In any EEA Member State, this communication is only addressed to and is only directed at qualified investors in that Member State within the meaning of the Prospectus Regulation, i.e., only to investors who can receive the offer without an approved prospectus in such EEA Member State. The expression "Prospectus Regulation" means Regulation 2017/1129, as amended, together with any applicable implementing measures in any Member State.

This communication is only being distributed to and is only directed at persons in the United Kingdom that are (i) investment professionals falling within Article 19(5) of the Financial Services and Markets Act 2000 (Financial Promotion) Order 2005, as amended (the "Order") or (ii) high net worth entities, and other persons to whom this announcement may lawfully be communicated, falling within Article 49(2)(a) to (d) of the Order (all such persons together being referred to as "relevant persons"). This communication must not be acted on or relied on by persons who are not relevant persons. Any investment or investment activity to which this communication relates is available only for relevant persons and will be engaged in only with relevant persons. Persons distributing this communication must satisfy themselves that it is lawful to do so.

Matters discussed in this announcement may constitute forward-looking statements. Forward-looking statements are statements that are not historical facts and may be identified by words such as "believe", "expect", "anticipate", "strategy", "intends", "estimate", "will", "may", "continue", "should" and similar expressions. The forward-looking statements in this release are based upon various assumptions, many of which are based, in turn, upon further assumptions. Although the Company believes that these assumptions were reasonable when made, these assumptions are inherently subject to significant known and unknown risks, uncertainties, contingencies and other important factors which are difficult or impossible to predict and are beyond its control.

Actual events may differ significantly from any anticipated development due to a number of factors, including without limitation, changes in investment levels and need for the Company’s services, changes in the general economic, political and market conditions in the markets in which the Company operate, the Company’s ability to attract, retain and motivate qualified personnel, changes in the Company’s ability to engage in commercially acceptable acquisitions and strategic investments, and changes in laws and regulation and the potential impact of legal proceedings and actions.

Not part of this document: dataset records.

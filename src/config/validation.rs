// Copyright (c) 2025 Steve Wagner (ciroque@live.com)
// SPDX-License-Identifier: MIT

//! Configuration validation: task-name uniqueness, dependency reference
//! resolution, and acyclicity.
//!
//! A three-stage pipeline — names, references, acyclicity — that delegates
//! cycle detection to `graph::Graph::levels` instead of a bespoke DFS, since
//! the scheduler already needs that same layering.
//!
//! Rejecting `:` in a task name is `config::matrix`'s job, not this module's
//! — it has to run before expansion so the check sees only user-authored
//! names, never the variant names expansion itself produces.

use std::collections::HashSet;

use thiserror::Error;

use crate::config::model::Config;
use crate::graph::Graph;

#[derive(Debug, Error, Clone, PartialEq, Eq)]
pub enum ValidationError {
    #[error("duplicate task name: '{0}'")]
    DuplicateTaskName(String),

    #[error("task '{task}' depends on '{missing}' which does not exist")]
    UnresolvedDependency { task: String, missing: String },

    #[error("cyclic dependency detected among tasks: {}", .0.join(", "))]
    CyclicDependency(Vec<String>),
}

/// Validate `config` for structural integrity: unique names, resolvable
/// `deps`/`deps_serial` references, and an acyclic `deps` graph.
///
/// Must run after matrix expansion (`config::matrix::expand`) so that any
/// errors are reported against concrete variant names, never the template.
pub fn validate(config: &Config) -> Result<(), Vec<ValidationError>> {
    let mut errors = Vec::new();

    errors.extend(validate_names(config));
    errors.extend(validate_references(config));

    if errors.is_empty() {
        if let Err(cycle) = validate_acyclic(config) {
            errors.push(cycle);
        }
    }

    if errors.is_empty() {
        Ok(())
    } else {
        Err(errors)
    }
}

fn validate_names(config: &Config) -> Vec<ValidationError> {
    let mut seen = HashSet::new();
    let mut errors = Vec::new();

    for task in &config.tasks {
        if !seen.insert(&task.name) {
            errors.push(ValidationError::DuplicateTaskName(task.name.clone()));
        }
    }

    errors
}

fn validate_references(config: &Config) -> Vec<ValidationError> {
    let names: HashSet<&String> = config.tasks.iter().map(|t| &t.name).collect();
    let mut errors = Vec::new();

    for task in &config.tasks {
        for dep in task.deps.iter().chain(task.deps_serial.iter()) {
            if !names.contains(dep) {
                errors.push(ValidationError::UnresolvedDependency {
                    task: task.name.clone(),
                    missing: dep.clone(),
                });
            }
        }
    }

    errors
}

fn validate_acyclic(config: &Config) -> Result<(), ValidationError> {
    let graph = Graph::build(
        config
            .tasks
            .iter()
            .map(|t| (t.name.clone(), t.deps.clone())),
    );
    let needed: HashSet<String> = config.tasks.iter().map(|t| t.name.clone()).collect();

    graph
        .levels(&needed)
        .map(|_| ())
        .map_err(|e| ValidationError::CyclicDependency(e.0))
}

#[cfg(test)]
mod tests {
    use super::*;
    use crate::config::model::{Stage, Task, Workflow};
    use std::collections::BTreeMap;

    fn task(name: &str, deps: &[&str]) -> Task {
        Task {
            name: name.to_string(),
            cmd: "true".to_string(),
            cwd: None,
            description: None,
            deps: deps.iter().map(|s| s.to_string()).collect(),
            deps_serial: Vec::new(),
            env: Vec::new(),
            timeout_ms: 0,
            allow_failure: false,
            retry_max: 0,
            retry_delay_ms: 0,
            retry_backoff: false,
            condition: None,
            cache: false,
            max_concurrent: None,
            matrix: None,
        }
    }

    fn config(tasks: Vec<Task>) -> Config {
        Config {
            tasks,
            workflows: BTreeMap::new(),
        }
    }

    #[test]
    fn valid_diamond_passes() {
        let cfg = config(vec![
            task("a", &[]),
            task("b", &["a"]),
            task("c", &["a"]),
            task("d", &["b", "c"]),
        ]);
        assert!(validate(&cfg).is_ok());
    }

    #[test]
    fn duplicate_name_is_rejected() {
        let cfg = config(vec![task("a", &[]), task("a", &[])]);
        let errs = validate(&cfg).unwrap_err();
        assert!(errs
            .iter()
            .any(|e| matches!(e, ValidationError::DuplicateTaskName(n) if n == "a")));
    }

    #[test]
    fn unresolved_dependency_is_rejected() {
        let cfg = config(vec![task("a", &["missing"])]);
        let errs = validate(&cfg).unwrap_err();
        assert!(errs.iter().any(|e| matches!(
            e,
            ValidationError::UnresolvedDependency { task, missing }
                if task == "a" && missing == "missing"
        )));
    }

    #[test]
    fn cycle_is_rejected() {
        let cfg = config(vec![task("a", &["b"]), task("b", &["a"])]);
        let errs = validate(&cfg).unwrap_err();
        assert!(errs
            .iter()
            .any(|e| matches!(e, ValidationError::CyclicDependency(_))));
    }

    #[test]
    fn deps_serial_references_are_checked_too() {
        let mut t = task("a", &[]);
        t.deps_serial = vec!["missing".to_string()];
        let cfg = config(vec![t]);
        let errs = validate(&cfg).unwrap_err();
        assert!(errs.iter().any(|e| matches!(
            e,
            ValidationError::UnresolvedDependency { missing, .. } if missing == "missing"
        )));
    }

    #[test]
    fn workflow_stage_references_are_not_validated_here() {
        // Stage -> task references are resolved lazily by the workflow
        // runner, not by this structural pass.
        let mut workflows = BTreeMap::new();
        workflows.insert(
            "ci".to_string(),
            Workflow {
                stages: vec![Stage {
                    name: "build".to_string(),
                    tasks: vec!["does-not-exist".to_string()],
                    parallel: true,
                    fail_fast: true,
                    condition: None,
                }],
            },
        );
        let cfg = Config {
            tasks: vec![task("a", &[])],
            workflows,
        };
        assert!(validate(&cfg).is_ok());
    }
}
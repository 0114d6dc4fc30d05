//! Matrix expansion: pre-expands a templated task into one variant task per
//! point in the Cartesian product of its dimensions, plus a meta task that
//! depends on every variant.
//!
//! Runs once at config-load time, before validation sees the task set, so
//! cycle/reference errors are always reported in terms of concrete variant
//! names rather than the template.

use std::collections::BTreeMap;

use thiserror::Error;

use crate::config::model::{Config, EnvVar, Task};

#[derive(Debug, Error, Clone, PartialEq, Eq)]
pub enum MatrixError {
    #[error("task '{0}' has a matrix dimension with no values")]
    EmptyDimension(String),

    #[error("task name '{0}' contains ':', which is reserved for matrix variant naming")]
    ReservedCharacterInName(String),
}

/// Expand every templated task in `config` in place, returning a new config
/// with all `matrix` fields consumed. Idempotent: a config with no `matrix`
/// fields (including one this function already produced) passes through
/// unchanged.
///
/// Checks every user-authored name for the `:` reserved character before any
/// expansion runs, so the check never sees a variant/meta name this function
/// itself produced.
pub fn expand(config: Config) -> Result<Config, MatrixError> {
    for task in &config.tasks {
        if task.name.contains(':') {
            return Err(MatrixError::ReservedCharacterInName(task.name.clone()));
        }
    }

    let mut expanded_tasks = Vec::with_capacity(config.tasks.len());

    for task in config.tasks {
        match &task.matrix {
            None => expanded_tasks.push(task),
            Some(dims) => {
                let variants = expand_task(&task, dims)?;
                let variant_names: Vec<String> =
                    variants.iter().map(|v| v.name.clone()).collect();
                expanded_tasks.extend(variants);
                expanded_tasks.push(meta_task(&task, variant_names));
            }
        }
    }

    Ok(Config {
        tasks: expanded_tasks,
        workflows: config.workflows,
    })
}

fn expand_task(
    template: &Task,
    dims: &BTreeMap<String, Vec<String>>,
) -> Result<Vec<Task>, MatrixError> {
    for (key, values) in dims {
        if values.is_empty() {
            return Err(MatrixError::EmptyDimension(key.clone()));
        }
    }

    let keys: Vec<&String> = dims.keys().collect();
    let mut points: Vec<Vec<(String, String)>> = vec![Vec::new()];

    // Standard nested Cartesian product over keys in sorted order: the last
    // (alphabetically greatest) key varies fastest.
    for key in &keys {
        let values = &dims[*key];
        let mut next = Vec::with_capacity(points.len() * values.len());
        for point in &points {
            for value in values {
                let mut extended = point.clone();
                extended.push(((*key).clone(), value.clone()));
                next.push(extended);
            }
        }
        points = next;
    }

    Ok(points
        .into_iter()
        .map(|point| instantiate_variant(template, &point))
        .collect())
}

fn instantiate_variant(template: &Task, point: &[(String, String)]) -> Task {
    let suffix: String = point
        .iter()
        .map(|(k, v)| format!(":{}={}", k, v))
        .collect();
    let name = format!("{}{}", template.name, suffix);

    let substitute = |s: &str| -> String {
        let mut out = s.to_string();
        for (k, v) in point {
            out = out.replace(&format!("${{matrix.{}}}", k), v);
        }
        out
    };

    Task {
        name,
        cmd: substitute(&template.cmd),
        cwd: template.cwd.as_deref().map(substitute),
        description: template.description.as_deref().map(substitute),
        deps: template.deps.clone(),
        deps_serial: template.deps_serial.clone(),
        env: template
            .env
            .iter()
            .map(|e| EnvVar {
                key: e.key.clone(),
                value: substitute(&e.value),
            })
            .collect(),
        timeout_ms: template.timeout_ms,
        allow_failure: template.allow_failure,
        retry_max: template.retry_max,
        retry_delay_ms: template.retry_delay_ms,
        retry_backoff: template.retry_backoff,
        condition: template.condition.clone(),
        cache: template.cache,
        max_concurrent: template.max_concurrent,
        matrix: None,
    }
}

fn meta_task(template: &Task, variant_names: Vec<String>) -> Task {
    Task {
        name: template.name.clone(),
        cmd: format!("echo '{}: matrix expansion complete'", template.name),
        cwd: None,
        description: template.description.clone(),
        deps: variant_names,
        deps_serial: Vec::new(),
        env: Vec::new(),
        timeout_ms: 0,
        allow_failure: false,
        retry_max: 0,
        retry_delay_ms: 0,
        retry_backoff: false,
        condition: None,
        cache: false,
        max_concurrent: None,
        matrix: None,
    }
}
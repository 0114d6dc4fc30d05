// Copyright (c) 2025 Steve Wagner (ciroque@live.com)
// SPDX-License-Identifier: MIT

//! Workflow runner: pure composition over `Scheduler`. A workflow is an
//! ordered sequence of stages, each either a parallel fan-out (modeled as a
//! synthetic root task the real `Scheduler` dispatches normally) or a
//! sequential chain of individual `Scheduler::run` calls.
//!
//! This module never touches a child process, a cache marker, or a
//! semaphore directly — everything here is config plumbing and result
//! aggregation over the one `Scheduler` instance it owns.

use std::time::Duration;

use crate::condition;
use crate::config::{Config, Task};
use crate::observability::messages::{
    workflow::{StageSkipped, StageStarted, WorkflowCompleted},
    StructuredLog,
};
use crate::scheduler::{ScheduleError, ScheduleResult, Scheduler, SchedulerConfig};

/// The outcome of one stage: either skipped outright (its `condition`
/// evaluated false) or the aggregated schedule of every task it ran.
#[derive(Debug)]
pub struct StageResult {
    pub stage: String,
    pub skipped: bool,
    pub schedule: Option<ScheduleResult>,
}

pub struct WorkflowRunner;

impl WorkflowRunner {
    pub fn run(
        config: &Config,
        workflow_name: &str,
        opts: SchedulerConfig,
    ) -> Result<Vec<StageResult>, ScheduleError> {
        let workflow = config
            .workflow(workflow_name)
            .ok_or_else(|| ScheduleError::WorkflowNotFound(workflow_name.to_string()))?;

        let mut augmented = config.clone();
        let mut synthetic_roots = Vec::with_capacity(workflow.stages.len());

        for (index, stage) in workflow.stages.iter().enumerate() {
            if stage.parallel {
                let root_name = synthetic_root_name(workflow_name, index, &stage.name);
                augmented.tasks.push(synthetic_root_task(root_name.clone(), &stage.tasks));
                synthetic_roots.push(Some(root_name));
            } else {
                synthetic_roots.push(None);
            }
        }

        let scheduler = Scheduler::new(&augmented, opts);
        let mut results = Vec::with_capacity(workflow.stages.len());
        let mut overall_success = true;

        for (index, stage) in workflow.stages.iter().enumerate() {
            if let Some(expr) = &stage.condition {
                if !condition::evaluate(expr, &[]) {
                    StageSkipped {
                        workflow: workflow_name,
                        stage: &stage.name,
                    }
                    .log();
                    results.push(StageResult {
                        stage: stage.name.clone(),
                        skipped: true,
                        schedule: None,
                    });
                    continue;
                }
            }

            StageStarted {
                workflow: workflow_name,
                stage: &stage.name,
                parallel: stage.parallel,
            }
            .log();

            let schedule = if stage.parallel {
                let root = synthetic_roots[index]
                    .as_deref()
                    .expect("parallel stage has a synthetic root");
                scheduler.run(root)?
            } else {
                run_sequential(&scheduler, &stage.tasks, stage.fail_fast)?
            };

            let stage_failed = !schedule.success;
            overall_success &= schedule.success;
            results.push(StageResult {
                stage: stage.name.clone(),
                skipped: false,
                schedule: Some(schedule),
            });

            if stage_failed && stage.fail_fast {
                break;
            }
        }

        WorkflowCompleted {
            workflow: workflow_name,
            success: overall_success,
        }
        .log();

        Ok(results)
    }
}

/// Run every task in `names` through `scheduler.run` in order, aggregating
/// the individual `ScheduleResult`s into one. Stops early if `fail_fast` and
/// a task's run did not succeed.
fn run_sequential(
    scheduler: &Scheduler,
    names: &[String],
    fail_fast: bool,
) -> Result<ScheduleResult, ScheduleError> {
    let mut combined = ScheduleResult {
        results: Vec::new(),
        success: true,
        elapsed: Duration::ZERO,
    };

    for name in names {
        let schedule = scheduler.run(name)?;
        combined.elapsed += schedule.elapsed;
        combined.success &= schedule.success;
        let task_failed = !schedule.success;
        combined.results.extend(schedule.results);

        if task_failed && fail_fast {
            break;
        }
    }

    Ok(combined)
}

fn synthetic_root_name(workflow_name: &str, index: usize, stage_name: &str) -> String {
    format!("__workflow__{workflow_name}__{index}__{stage_name}")
}

/// A zero-cost in-memory task that exists only to give the real `Scheduler`
/// a root whose `deps` are a parallel stage's task list. Never touches the
/// caller's `Config` on disk or otherwise escapes this module's augmented
/// copy.
fn synthetic_root_task(name: String, deps: &[String]) -> Task {
    Task {
        name,
        cmd: "true".to_string(),
        cwd: None,
        description: None,
        deps: deps.to_vec(),
        deps_serial: Vec::new(),
        env: Vec::new(),
        timeout_ms: 0,
        allow_failure: false,
        retry_max: 0,
        retry_delay_ms: 0,
        retry_backoff: false,
        condition: None,
        cache: false,
        max_concurrent: None,
        matrix: None,
    }
}
// Copyright (c) 2025 Steve Wagner (ciroque@live.com)
// SPDX-License-Identifier: MIT

//! Message types for cache lookups.

use std::fmt::{Display, Formatter};

use tracing::Span;

use crate::observability::messages::StructuredLog;

pub struct CacheHit<'a> {
    pub task: &'a str,
    pub key: &'a str,
}

impl Display for CacheHit<'_> {
    fn fmt(&self, f: &mut Formatter) -> std::fmt::Result {
        write!(f, "Task '{}' skipped: cache hit ({})", self.task, self.key)
    }
}

impl StructuredLog for CacheHit<'_> {
    fn log(&self) {
        tracing::info!(task = self.task, key = self.key, "{}", self);
    }

    fn span(&self, name: &str) -> Span {
        tracing::info_span!("cache_hit", span_name = name, task = self.task, key = self.key)
    }
}

pub struct CacheUnavailable<'a> {
    pub reason: &'a str,
}

impl Display for CacheUnavailable<'_> {
    fn fmt(&self, f: &mut Formatter) -> std::fmt::Result {
        write!(f, "Cache unavailable, treating as miss: {}", self.reason)
    }
}

impl StructuredLog for CacheUnavailable<'_> {
    fn log(&self) {
        tracing::warn!(reason = self.reason, "{}", self);
    }

    fn span(&self, name: &str) -> Span {
        tracing::warn_span!("cache_unavailable", span_name = name, reason = self.reason)
    }
}
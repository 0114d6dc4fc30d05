// Copyright (c) 2025 Steve Wagner (ciroque@live.com)
// SPDX-License-Identifier: MIT

//! Content-addressed task result caching.
//!
//! A task marked `cache = true` is skipped on a subsequent run if its
//! command and environment hash to a key whose marker file already exists
//! under `~/.zr/cache/`. Keys use FNV-1a rather than `DefaultHasher`: the
//! standard library explicitly does not guarantee a stable algorithm across
//! compiler versions, and a cache that silently invalidates itself on every
//! toolchain bump defeats the point.

use std::fs;
use std::io;
use std::path::{Path, PathBuf};

use thiserror::Error;

const FNV_OFFSET_BASIS: u64 = 0xcbf29ce484222325;
const FNV_PRIME: u64 = 0x100000001b3;

#[derive(Debug, Error)]
pub enum CacheError {
    #[error("could not access cache directory '{path}': {source}")]
    Inaccessible {
        path: String,
        #[source]
        source: io::Error,
    },
}

/// Compute a stable 16-hex-character cache key from a task's command and
/// its environment pairs, in their stored order — callers that want a
/// stable key across equivalent-but-reordered env lists must sort before
/// calling this.
pub fn key(cmd: &str, env: &[(&str, &str)]) -> String {
    let mut hash = FNV_OFFSET_BASIS;

    for byte in cmd.bytes() {
        hash = fnv_step(hash, byte);
    }
    for (k, v) in env {
        hash = fnv_step(hash, 0);
        for byte in k.bytes() {
            hash = fnv_step(hash, byte);
        }
        hash = fnv_step(hash, b'=');
        for byte in v.bytes() {
            hash = fnv_step(hash, byte);
        }
    }

    format!("{:016x}", hash)
}

fn fnv_step(hash: u64, byte: u8) -> u64 {
    (hash ^ byte as u64).wrapping_mul(FNV_PRIME)
}

/// A marker-file cache rooted at a directory (normally `~/.zr/cache/`).
pub struct Cache {
    root: PathBuf,
}

impl Cache {
    pub fn new(root: impl Into<PathBuf>) -> Self {
        Self { root: root.into() }
    }

    /// The default cache root: `~/.zr/cache/`, falling back to
    /// `./.zr/cache/` if the home directory cannot be determined.
    pub fn default_root() -> PathBuf {
        let home = std::env::var_os("HOME")
            .map(PathBuf::from)
            .unwrap_or_else(|| PathBuf::from("."));
        home.join(".zr").join("cache")
    }

    fn marker_path(&self, key: &str) -> PathBuf {
        self.root.join(format!("{key}.ok"))
    }

    /// `true` if a marker for `key` exists. An inaccessible cache directory
    /// is treated as a miss, never a fatal error.
    pub fn hit(&self, key: &str) -> bool {
        self.marker_path(key).is_file()
    }

    /// Record a successful run under `key`. Creates the cache directory on
    /// demand; failures surface as a `CacheError` for the caller to log as a
    /// warning, not to abort the run over.
    pub fn mark(&self, key: &str) -> Result<(), CacheError> {
        fs::create_dir_all(&self.root).map_err(|source| CacheError::Inaccessible {
            path: self.root.display().to_string(),
            source,
        })?;
        fs::write(self.marker_path(key), b"").map_err(|source| CacheError::Inaccessible {
            path: self.root.display().to_string(),
            source,
        })
    }

    /// Remove every marker file under the cache root, leaving the directory
    /// itself in place.
    pub fn clear_all(&self) -> Result<(), CacheError> {
        let entries = match fs::read_dir(&self.root) {
            Ok(entries) => entries,
            Err(source) if source.kind() == io::ErrorKind::NotFound => return Ok(()),
            Err(source) => {
                return Err(CacheError::Inaccessible {
                    path: self.root.display().to_string(),
                    source,
                })
            }
        };

        for entry in entries.flatten() {
            let path: &Path = &entry.path();
            if path.extension().and_then(|e| e.to_str()) == Some("ok") {
                let _ = fs::remove_file(path);
            }
        }
        Ok(())
    }
}

#[cfg(test)]
mod tests {
    use super::*;
    use tempfile::tempdir;

    #[test]
    fn key_is_stable_for_the_same_inputs() {
        let a = key("echo hi", &[("X", "1")]);
        let b = key("echo hi", &[("X", "1")]);
        assert_eq!(a, b);
        assert_eq!(a.len(), 16);
    }

    #[test]
    fn key_is_order_dependent_over_env_pairs() {
        let a = key("echo hi", &[("X", "1"), ("Y", "2")]);
        let b = key("echo hi", &[("Y", "2"), ("X", "1")]);
        assert_ne!(a, b);
    }

    #[test]
    fn key_differs_for_different_commands() {
        let a = key("echo hi", &[]);
        let b = key("echo bye", &[]);
        assert_ne!(a, b);
    }

    #[test]
    fn miss_then_hit_after_mark() {
        let dir = tempdir().unwrap();
        let cache = Cache::new(dir.path());
        let k = key("echo hi", &[]);
        assert!(!cache.hit(&k));
        cache.mark(&k).unwrap();
        assert!(cache.hit(&k));
    }

    #[test]
    fn clear_all_removes_markers() {
        let dir = tempdir().unwrap();
        let cache = Cache::new(dir.path());
        let k = key("echo hi", &[]);
        cache.mark(&k).unwrap();
        cache.clear_all().unwrap();
        assert!(!cache.hit(&k));
    }

    #[test]
    fn clear_all_on_missing_directory_is_not_an_error() {
        let dir = tempdir().unwrap();
        let cache = Cache::new(dir.path().join("does-not-exist"));
        assert!(cache.clear_all().is_ok());
    }
}
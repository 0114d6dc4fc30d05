// Copyright (c) 2025 Steve Wagner (ciroque@live.com)
// SPDX-License-Identifier: MIT

//! Centralized message types for structured logging and distributed tracing.
//!
//! This module contains all message types used throughout the scheduler for
//! diagnostic and operational logging. Each message type implements:
//!
//! * `Display` - Human-readable output (supports future i18n)
//! * `StructuredLog` - Machine-readable fields + OpenTelemetry span creation
//!
//! # Organization
//!
//! Messages are organized by subsystem to maintain Single Responsibility Principle:
//!
//! * `scheduler` - level dispatch, task outcomes, run completion
//! * `process` - child-process spawn, timeout, and kill escalation
//! * `cache` - cache hits and cache-unavailable warnings
//! * `retry` - retry attempts and exhaustion
//!
//! # Usage Patterns
//!
//! ## Basic Logging (Human-Readable)
//! ```rust
//! use zr_core::observability::messages::scheduler::RunStarted;
//!
//! let msg = RunStarted {
//!     root: "build",
//!     task_count: 5,
//! };
//!
//! tracing::info!("{}", msg);
//! ```
//!
//! ## Structured Logging (Machine-Readable)
//! ```rust
//! use zr_core::observability::messages::{StructuredLog, scheduler::RunStarted};
//!
//! let msg = RunStarted {
//!     root: "build",
//!     task_count: 5,
//! };
//!
//! // Emits both human-readable message AND structured fields
//! msg.log();
//! ```
//!
//! ## Distributed Tracing (OpenTelemetry)
//! ```rust
//! use zr_core::observability::messages::{StructuredLog, scheduler::RunStarted};
//!
//! let msg = RunStarted {
//!     root: "build",
//!     task_count: 5,
//! };
//!
//! // Create span with message fields as attributes
//! let span = msg.span("scheduler_run");
//! let _guard = span.enter();
//!
//! // ... work happens here with span context ...
//! ```

pub mod cache;
pub mod process;
pub mod retry;
pub mod scheduler;
pub mod workflow;

use tracing::Span;

/// Trait for messages that support structured logging and distributed tracing.
///
/// This trait provides two key capabilities:
///
/// 1. **Structured Logging** - Emit log events with machine-readable fields
///    for querying, metrics extraction, and alerting
/// 2. **Distributed Tracing** - Create OpenTelemetry spans with attributes
///    for end-to-end request tracing and performance analysis
///
/// # Example: Structured Logging
/// ```rust
/// use zr_core::observability::messages::{StructuredLog, scheduler::RunStarted};
///
/// let msg = RunStarted {
///     root: "build",
///     task_count: 5,
/// };
///
/// msg.log();
/// ```
///
/// # Example: Distributed Tracing
/// ```rust
/// use zr_core::observability::messages::{StructuredLog, scheduler::RunStarted};
///
/// let msg = RunStarted {
///     root: "build",
///     task_count: 5,
/// };
///
/// let span = msg.span("scheduler_run");
/// let _guard = span.enter();
/// // Work happens here with span context
/// // Span automatically closed when _guard drops
/// ```
pub trait StructuredLog {
    /// Emit a log event with structured fields.
    ///
    /// Logs both the human-readable message (via `Display`) and
    /// machine-readable fields for querying and metrics. The log level
    /// (info, warn, error) is determined by the message type itself.
    fn log(&self);

    /// Create a tracing span with this message's fields as attributes.
    ///
    /// `name` is the span name (e.g. `"scheduler_run"`). The returned span
    /// must be entered by the caller; it is closed when its guard drops.
    fn span(&self, name: &str) -> Span;
}
// Copyright (c) 2025 Steve Wagner (ciroque@live.com)
// SPDX-License-Identifier: MIT

//! Message types for scheduler lifecycle: level dispatch, task outcomes,
//! and run completion.

use std::fmt::{Display, Formatter};
use std::time::Duration;

use tracing::Span;

use crate::observability::messages::StructuredLog;

/// A scheduler run started against a given root task.
pub struct RunStarted<'a> {
    pub root: &'a str,
    pub task_count: usize,
}

impl Display for RunStarted<'_> {
    fn fmt(&self, f: &mut Formatter) -> std::fmt::Result {
        write!(
            f,
            "Starting run for '{}': {} tasks needed",
            self.root, self.task_count
        )
    }
}

impl StructuredLog for RunStarted<'_> {
    fn log(&self) {
        tracing::info!(root = self.root, task_count = self.task_count, "{}", self);
    }

    fn span(&self, name: &str) -> Span {
        tracing::info_span!(
            "scheduler_run",
            span_name = name,
            root = self.root,
            task_count = self.task_count,
        )
    }
}

/// One execution level was dispatched.
pub struct LevelDispatched<'a> {
    pub level_index: usize,
    pub tasks: &'a [String],
}

impl Display for LevelDispatched<'_> {
    fn fmt(&self, f: &mut Formatter) -> std::fmt::Result {
        write!(
            f,
            "Dispatching level {}: [{}]",
            self.level_index,
            self.tasks.join(", ")
        )
    }
}

impl StructuredLog for LevelDispatched<'_> {
    fn log(&self) {
        tracing::info!(
            level_index = self.level_index,
            task_count = self.tasks.len(),
            "{}", self
        );
    }

    fn span(&self, name: &str) -> Span {
        tracing::info_span!(
            "level_dispatch",
            span_name = name,
            level_index = self.level_index,
            task_count = self.tasks.len(),
        )
    }
}

/// A single task finished, successfully or not.
pub struct TaskFinished<'a> {
    pub task: &'a str,
    pub success: bool,
    pub duration: Duration,
}

impl Display for TaskFinished<'_> {
    fn fmt(&self, f: &mut Formatter) -> std::fmt::Result {
        write!(
            f,
            "Task '{}' finished ({}) in {:?}",
            self.task,
            if self.success { "ok" } else { "failed" },
            self.duration
        )
    }
}

impl StructuredLog for TaskFinished<'_> {
    fn log(&self) {
        if self.success {
            tracing::info!(
                task = self.task,
                duration_ms = self.duration.as_millis() as u64,
                "{}", self
            );
        } else {
            tracing::warn!(
                task = self.task,
                duration_ms = self.duration.as_millis() as u64,
                "{}", self
            );
        }
    }

    fn span(&self, name: &str) -> Span {
        tracing::info_span!(
            "task_finished",
            span_name = name,
            task = self.task,
            success = self.success,
        )
    }
}

/// A scheduler run completed.
pub struct RunCompleted<'a> {
    pub root: &'a str,
    pub success: bool,
    pub duration: Duration,
}

impl Display for RunCompleted<'_> {
    fn fmt(&self, f: &mut Formatter) -> std::fmt::Result {
        write!(
            f,
            "Run for '{}' completed ({}) in {:?}",
            self.root,
            if self.success { "success" } else { "failure" },
            self.duration
        )
    }
}

impl StructuredLog for RunCompleted<'_> {
    fn log(&self) {
        tracing::info!(
            root = self.root,
            success = self.success,
            duration_ms = self.duration.as_millis() as u64,
            "{}", self
        );
    }

    fn span(&self, name: &str) -> Span {
        tracing::info_span!(
            "run_completed",
            span_name = name,
            root = self.root,
            success = self.success,
        )
    }
}

/// Topological sort failed (cyclic dependency detected).
pub struct CycleDetected<'a> {
    pub cycle: &'a [String],
}

impl Display for CycleDetected<'_> {
    fn fmt(&self, f: &mut Formatter) -> std::fmt::Result {
        write!(f, "Cyclic dependency detected: {}", self.cycle.join(", "))
    }
}

impl StructuredLog for CycleDetected<'_> {
    fn log(&self) {
        tracing::error!(cycle = ?self.cycle, "{}", self);
    }

    fn span(&self, name: &str) -> Span {
        tracing::error_span!("cycle_detected", span_name = name, cycle = ?self.cycle)
    }
}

Such risks, uncertainties, contingencies and other important factors could cause actual events to differ materially from the expectations expressed or implied in this release by such forward-looking statements. The Company does not provide any guarantees that the assumptions underlying the forward-looking statements in this announcement are free from errors nor does it accept any responsibility for the future accuracy of the opinions expressed in this announcement or any obligation to update or revise the statements in this announcement to reflect subsequent events. You should not place undue reliance on the forward-looking statements in this document.

The information, opinions and forward-looking statements contained in this announcement speak only as at its date, and are subject to change without notice. The Company does not undertake any obligation to review, update, confirm, or to release publicly any revisions to any forward-looking statements to reflect events that occur or circumstances that arise in relation to the content of this announcement.

Neither the Managers nor any of their respective affiliates makes any representation as to the accuracy or completeness of this announcement and none of them accepts any responsibility for the contents of this announcement or any matters referred to herein.

This announcement is for information purposes only and is not to be relied upon in substitution for the exercise of independent judgment. It is not intended as investment advice and under no circumstances is it to be used or considered as an offer to sell, or a solicitation of an offer to buy any securities or a recommendation to buy or sell any securities in the Company. Neither the Managers nor any of their respective affiliates accepts any liability arising from the use of this announcement.